Mobile devices are a critical part of the healthcare system due to their utility.
“Healthcare providers need to be able to move around their environment in the most efficient manner,” Armando Orta, senior director of information security and disaster recovery at Anthelio Healthcare Solutions, told TechNewsWorld. “With the use of smartphones and smart pads, they are able to collect information and move around freely in and out of the hospital.”
Tablets “add powerful processing power that can be carried around for convenience,” Orta said. “The urgency for this information at the right time can be a matter of life or death in the healthcare industry.”
However, there are “many concerns” with this practice, as the devices may potentially store patient or other sensitive information, Orta said. “This essentially means that the information becomes mobile.”
The Threat From Mobile Devices
Mobile devices are highly susceptible to being lost or stolen. For example, Credant Technologies found that more than 1,700 mobile devices were left behind at 10 baseball parks over a six-month period. The overwhelming majority — 97 percent — were smartphones and tablets. More than half the lost devices were reclaimed by the owners, but the rest were recycled or donated to charities if left unclaimed for 10 to 30 days, depending on the venue.
Whether mobile devices are brought in by their owners and hooked up to the healthcare IT network, or purchased by the healthcare institution and handed out to employees, “sensitive information becomes mobile, and there’s a higher risk of losing control of who has access to that data,” Anthelio’s Orta said.
Health organizations should implement various safeguards, including remote management capabilities for configuring mobile devices, changing their passwords, and wiping them clean if they’re lost or have been stolen, Tower Strategies’ Thielst said. However, “health IT departments are busy places these days, and mobile is competing for attention with [electronic health records], HIE [health information exchange], telemedicine and other important tools. The issue of BYOD just adds one more layer of complexity and demand for time and resources.”
Why Healthcare IT Fears Mobility
Even when healthcare institutions have policies calling for file and application encryption and remote wipe capabilities to be available on all mobile devices used at work, “it’s challenging to apply requirements to a device when the owner of the device is not the hospital,” Orta pointed out.
Further, once a personal device leaves the hospital with its owner, “there is no control over who can access the information that has been stored on the device,” Orta said. “Even if the device belongs to the hospital, it’s challenging to provide the most efficient controls on the device without suppressing the device resources or dramatically affecting the budget.”

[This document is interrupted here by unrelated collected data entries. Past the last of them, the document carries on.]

//! Classification of `git status --porcelain=v1 -z` output.

use std::fmt;
use serde::Serialize;

/// What happened to one path, as far as git can tell.
#[derive(Debug, Clone, PartialEq, Eq, Serialize)]
#[serde(tag = "kind", rename_all = "snake_case")]
pub enum FileChange {
    Added { path: String },
    Modified { path: String },
    Deleted { path: String },
    /// Detected from the `R` status code, never inferred from a delete/add pair.
    Renamed { from: String, to: String },
}

impl FileChange {
    /// Current path of the file (the destination for renames).
    pub fn path(&self) -> &str {
        match self {
            Self::Added { path } | Self::Modified { path } | Self::Deleted { path } => path,
            Self::Renamed { to, .. } => to,
        }
    }

    /// Every path a commit of this change has to include.
    pub fn paths(&self) -> Vec<&str> {
        match self {
            Self::Renamed { from, to } => vec![from.as_str(), to.as_str()],
            other => vec![other.path()],
        }
    }
}

impl fmt::Display for FileChange {
    fn fmt(&self, f: &mut fmt::Formatter<'_>) -> fmt::Result {
        match self {
            Self::Added { path } => write!(f, "added {path}"),
            Self::Modified { path } => write!(f, "modified {path}"),
            Self::Deleted { path } => write!(f, "deleted {path}"),
            Self::Renamed { from, to } => write!(f, "renamed {from} -> {to}"),
        }
    }
}

#[derive(Debug, Clone, Copy, PartialEq, Eq, Serialize)]
#[serde(rename_all = "snake_case")]
pub enum ChangeArea {
    Image,
    Thumbnail,
    Metadata,
    Other,
}

#[derive(Debug, Clone, PartialEq, Eq, Serialize)]
pub struct StatusEntry {
    pub change: FileChange,
    pub area: ChangeArea,
    /// Both sides touched the path in an unfinished merge.
    pub unmerged: bool,
}

/// Where the library keeps things, relative to the repository root.
#[derive(Debug, Clone)]
pub struct RepoLayout {
    pub library_dir: String,
    pub thumbs_dir: String,
    pub metadata_file: String,
}

impl RepoLayout {
    pub fn area_of(&self, path: &str) -> ChangeArea {
        let in_dir = |dir: &str| path.strip_prefix(dir.trim_end_matches('/')).is_some_and(|rest| rest.starts_with('/'));
        if path == self.metadata_file {
            ChangeArea::Metadata
        } else if in_dir(&self.library_dir) {
            ChangeArea::Image
        } else if in_dir(&self.thumbs_dir) {
            ChangeArea::Thumbnail
        } else {
            ChangeArea::Other
        }
    }

    fn area_of_change(&self, change: &FileChange) -> ChangeArea {
        match change {
            // A file moved into or out of the library still counts as one image change.
            FileChange::Renamed { from, to } => match (self.area_of(from), self.area_of(to)) {
                (ChangeArea::Image, _) | (_, ChangeArea::Image) => ChangeArea::Image,
                (_, area) => area,
            },
            other => self.area_of(other.path()),
        }
    }
}

/// Parses NUL separated porcelain v1 records. Rename and copy records carry
/// the original path in the following field.
pub fn parse_porcelain(raw: &str, layout: &RepoLayout) -> Vec<StatusEntry> {
    let mut fields = raw.split('\0').filter(|x| !x.is_empty());
    let mut entries = Vec::new();
    while let Some(record) = fields.next() {
        if record.len() < 4 || !record.is_char_boundary(3) {
            continue;
        }
        let (code, path) = (&record[..2], record[3..].to_string());
        let mut code_chars = code.chars();
        let (x, y) = (code_chars.next().unwrap_or(' '), code_chars.next().unwrap_or(' '));
        let unmerged = matches!(code, "DD" | "AU" | "UD" | "UA" | "DU" | "AA" | "UU");

        let change = if x == 'R' || y == 'R' {
            let from = fields.next().unwrap_or_default().to_string();
            FileChange::Renamed { from, to: path }
        } else if x == 'C' || y == 'C' {
            fields.next();
            FileChange::Added { path }
        } else if unmerged {
            FileChange::Modified { path }
        } else if code == "??" || x == 'A' {
            FileChange::Added { path }
        } else if x == 'D' || y == 'D' {
            FileChange::Deleted { path }
        } else {
            FileChange::Modified { path }
        };
        let area = layout.area_of_change(&change);
        entries.push(StatusEntry { change, area, unmerged });
    }
    entries
}

/// Counts behind the sync badge.
#[derive(Debug, Clone, Default, PartialEq, Eq, Serialize)]
pub struct ChangeSummary {
    pub images_added: usize,
    pub images_modified: usize,
    pub images_deleted: usize,
    pub images_renamed: usize,
    pub metadata_changed: bool,
    pub thumbnails_changed: usize,
    pub other_changed: usize,
    pub unmerged: usize,
}

impl ChangeSummary {
    pub fn of(entries: &[StatusEntry]) -> Self {
        let mut summary = Self::default();
        for entry in entries {
            if entry.unmerged {
                summary.unmerged += 1;
            }
            match entry.area {
                ChangeArea::Image => match entry.change {
                    FileChange::Added { .. } => summary.images_added += 1,
                    FileChange::Modified { .. } => summary.images_modified += 1,
                    FileChange::Deleted { .. } => summary.images_deleted += 1,
                    FileChange::Renamed { .. } => summary.images_renamed += 1,
                },
                ChangeArea::Metadata => summary.metadata_changed = true,
                ChangeArea::Thumbnail => summary.thumbnails_changed += 1,
                ChangeArea::Other => summary.other_changed += 1,
            }
        }
        summary
    }

    /// Number shown on the sync badge.
    pub fn image_changes(&self) -> usize {
        self.images_added + self.images_modified + self.images_deleted + self.images_renamed
    }

    pub fn is_clean(&self) -> bool {
        self.image_changes() == 0 && !self.metadata_changed && self.thumbnails_changed == 0 && self.other_changed == 0
    }
}
use clap::{ArgAction, Parser, Subcommand};
use tracing::{info, warn};
use crate::api::{self, ApiContext};
use crate::config::{Config, FlatConfig};
use crate::git::sync::changed_paths;
use crate::git::{GitRepo, PullOutcome, SyncEngine, SyncLog, SyncStatus};
use crate::library::Library;

#[derive(Parser, Debug)]
#[command(
    name = "frame-art-manager",
    version,
    about = "Image library for Frame TVs, kept in sync with a Git LFS repository",
)]
pub struct Cli {
    #[command(flatten)]
    pub config: FlatConfig,

    /// Debug output (repeat for more).
    #[arg(short = 'v', long, global = true, action = ArgAction::Count)]
    pub verbose: u8,

    #[command(subcommand)]
    pub command: Option<Commands>,
}

#[derive(Subcommand, Debug, Clone)]
pub enum Commands {
    /// Verify the repository, pull if safe, then serve the HTTP API (default).
    Serve,

    /// Fetch and show how the working tree relates to the remote.
    Status,

    /// Check work tree, remote, LFS and branch.
    Verify,

    /// Fast-forward to the remote when nothing local is pending.
    Pull,

    /// Commit every pending change and push it.
    Push {
        /// Commit message instead of the generated one.
        #[arg(short, long)]
        message: Option<String>,
    },

    /// Show recent sync attempts, newest first.
    Log {
        #[arg(short = 'n', long, default_value_t = 20)]
        limit: usize,
    },
}

pub async fn run(cli: Cli) -> anyhow::Result<()> {
    let config = Config::from(cli.config).prepare()?;
    let git = open_git(&config);
    let log = SyncLog::open(config.sync.log_path.clone(), config.sync.log_size).await;
    let sync = SyncEngine::new(git.clone(), config.sync_config(), log);

    match cli.command.unwrap_or(Commands::Serve) {
        Commands::Serve => serve(config, git, sync).await,
        Commands::Status => {
            print_status(&sync.status().await?);
            Ok(())
        }
        Commands::Verify => {
            sync.verify().await?;
            println!("repository verified: {}", config.repo.root.display());
            Ok(())
        }
        Commands::Pull => {
            print_json(&sync.guarded_pull().await?)
        }
        Commands::Push { message } => {
            let status = sync.local_status().await?;
            let files = changed_paths(&status.changes);
            if files.is_empty() && status.ahead == 0 {
                println!("nothing to push");
                return Ok(());
            }
            print_json(&sync.commit_and_push(files, message).await?)
        }
        Commands::Log { limit } => {
            for entry in sync.recent_log().await.into_iter().take(limit) {
                println!(
                    "{} {:<7} {:<10} {}",
                    entry.timestamp.format("%Y-%m-%d %H:%M:%S"),
                    serde_json::to_value(entry.operation)?.as_str().unwrap_or_default(),
                    serde_json::to_value(entry.status)?.as_str().unwrap_or_default(),
                    entry.message,
                );
            }
            Ok(())
        }
    }
}

fn open_git(config: &Config) -> GitRepo {
    let git = GitRepo::new(config.repo.root.clone(), config.sync.git_timeout);
    match config.sync.identity.clone() {
        Some((name, email)) => git.with_identity(name, email),
        None => git,
    }
}

/// Startup hook: a repository that fails verification or cannot be pulled
/// is reported, and the server starts anyway.
async fn serve(config: Config, git: GitRepo, sync: SyncEngine) -> anyhow::Result<()> {
    match sync.verify().await {
        Ok(()) => match sync.guarded_pull().await {
            Ok(PullOutcome::UpToDate) => info!("library is up to date"),
            Ok(PullOutcome::Pulled { commits, .. }) => info!("pulled {} commit(s) at startup", commits),
            Ok(PullOutcome::Refused { reason, .. }) => warn!("startup pull skipped: {}", reason),
            Err(e) => warn!("startup pull failed: {}", e),
        },
        Err(e) => warn!("serving an unverified repository: {}", e),
    }
    let library = Library::open(&config.repo, git);
    api::serve(ApiContext::new(config, library, sync)).await
}

fn print_status(status: &SyncStatus) {
    println!("branch {}: {:?}, {} ahead, {} behind", status.branch, status.state, status.ahead, status.behind);
    let summary = &status.summary;
    println!(
        "images: +{} ~{} -{} renamed {}; metadata {}; thumbnails {}; other {}",
        summary.images_added, summary.images_modified, summary.images_deleted, summary.images_renamed,
        if summary.metadata_changed { "changed" } else { "clean" }, summary.thumbnails_changed, summary.other_changed,
    );
    for entry in &status.changes {
        println!("  {}{}", if entry.unmerged { "! " } else { "" }, entry.change);
    }
}

fn print_json<T: serde::Serialize>(value: &T) -> anyhow::Result<()> {
    println!("{}", serde_json::to_string_pretty(value)?);
    Ok(())
}

#[cfg(test)]
mod tests {
    use super::*;

    #[test]
    fn serve_is_the_default_command() {
        let cli = Cli::try_parse_from(["frame-art-manager", "--repo", "/srv/art"]).unwrap();
        assert!(cli.command.is_none());
        let cli = Cli::try_parse_from(["frame-art-manager", "push", "-m", "Spring rotation"]).unwrap();
        assert!(matches!(cli.command, Some(Commands::Push { message: Some(_) })));
    }

    #[test]
    fn verbosity_counts() {
        let cli = Cli::try_parse_from(["frame-art-manager", "-vv", "status"]).unwrap();
        assert_eq!(cli.verbose, 2);
    }
}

While encryption is “a very logical solution” for securing data on mobile devices, and is readily available from a third-party cloud service, it carries “a very hefty price tag per device,” Orta said. The cost is constant across all the devices that belong to the organization, but when users bring in their own devices, costs will go up because specific policies must be written to cover these.
One of the questions that must now be addresses is what happens if the encryption tool used by the institution adversely affects the device’s performance. “Will the hospital need to replace the device?” Orta asked. If the user leaves for a new job, the hospital has to figure out how to ensure its control over sensitive information it contains without damaging the user’s mobile device. “All of these risks add to the cost of securing patient information.”
The Encryption Cure
There’s a “huge market” for “very low-cost tablet devices that can be easily encrypted and are highly compatible for use with the leading medical software applications, Anthelio’s Orta said.

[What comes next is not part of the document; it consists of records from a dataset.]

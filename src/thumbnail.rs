use std::io::Cursor;
use image::{DynamicImage, GenericImageView, ImageFormat};
use crate::entities::Dimensions;
use crate::error::{LibraryError, Result};

/// Longest edge of a generated thumbnail, in pixels.
pub const THUMBNAIL_SIZE: u32 = 400;

pub struct Thumbnail {
    pub bytes: Vec<u8>,
    /// Dimensions of the original image, not of the thumbnail.
    pub source_dimensions: Dimensions,
}

/// Turns uploaded image bytes into a thumbnail and the source dimensions.
/// Runs on a blocking thread.
pub trait Thumbnailer: Send + Sync {
    fn derive(&self, bytes: &[u8], ext: &str) -> Result<Thumbnail>;
}

#[derive(Debug, Clone)]
pub struct ImageThumbnailer {
    pub size: u32,
}

impl Default for ImageThumbnailer {
    fn default() -> Self {
        Self { size: THUMBNAIL_SIZE }
    }
}

impl Thumbnailer for ImageThumbnailer {
    fn derive(&self, bytes: &[u8], ext: &str) -> Result<Thumbnail> {
        let img = image::load_from_memory(bytes)
            .map_err(|e| LibraryError::Upload(format!("cannot decode image: {e}")))?;
        let (width, height) = img.dimensions();
        let thumb = img.thumbnail(self.size, self.size);

        // The thumbnail keeps the library filename, so it is encoded in the same format.
        let format = ImageFormat::from_extension(ext).unwrap_or(ImageFormat::Jpeg);
        let thumb = match format {
            ImageFormat::Jpeg => DynamicImage::ImageRgb8(thumb.to_rgb8()),
            _ => thumb,
        };
        let mut out = Cursor::new(Vec::new());
        thumb.write_to(&mut out, format)
            .map_err(|e| LibraryError::Upload(format!("cannot encode thumbnail: {e}")))?;

        Ok(Thumbnail { bytes: out.into_inner(), source_dimensions: Dimensions { width, height } })
    }
}

#[cfg(test)]
pub(crate) mod tests {
    use image::{ImageBuffer, Rgb};
    use super::*;

    pub(crate) fn png_bytes(width: u32, height: u32) -> Vec<u8> {
        let img = ImageBuffer::from_fn(width, height, |x, y| Rgb([(x % 255) as u8, (y % 255) as u8, 128u8]));
        let mut out = Cursor::new(Vec::new());
        DynamicImage::ImageRgb8(img).write_to(&mut out, ImageFormat::Png).unwrap();
        out.into_inner()
    }

    #[test]
    fn derives_dimensions_and_small_thumbnail() {
        let thumbnailer = ImageThumbnailer { size: 50 };
        let thumb = thumbnailer.derive(&png_bytes(200, 100), "png").unwrap();
        assert_eq!(thumb.source_dimensions, Dimensions { width: 200, height: 100 });
        let decoded = image::load_from_memory(&thumb.bytes).unwrap();
        assert_eq!(decoded.dimensions(), (50, 25));
    }

    #[test]
    fn jpeg_thumbnails_for_jpeg_names() {
        let thumb = ImageThumbnailer::default().derive(&png_bytes(10, 10), "jpg").unwrap();
        assert_eq!(image::guess_format(&thumb.bytes).unwrap(), ImageFormat::Jpeg);
    }

    #[test]
    fn garbage_is_an_upload_error() {
        let result = ImageThumbnailer::default().derive(b"definitely not an image", "png");
        assert!(matches!(result, Err(LibraryError::Upload(_))));
    }
}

Hardware-based encryption offers better performance but software encryption provides greater flexibility, especially when it comes to meeting the differing needs of devices in the BYOD era.
Some of the new processors coming onto the market have a feature that will encrypt everything from the time they are turned on, Orta said. If the feature’s turned off, the files will remain encrypted, but “can be decrypted with some tenacity if needed.”
The Bigger Picture
“Information security isn’t just about technical controls,” Tom Wills, managing director of Secure Strategies, told TechNewsWorld. “Employee awareness and mandatory training programs are critical pieces of your security program.”
Employees should be trained to never disclose their PINs to anyone, including the company’s security or IT team; run antivirus software on their mobile devices; and report a lost or stolen mobile device to the company immediately, Wills said.
“Employee education around security is a foundation that is required for the success of any other solutions and must not be overlooked,” security consultant Randy Abrams told TechNewsWorld. “A simple social engineering attack can still render high-grade encryption useless.”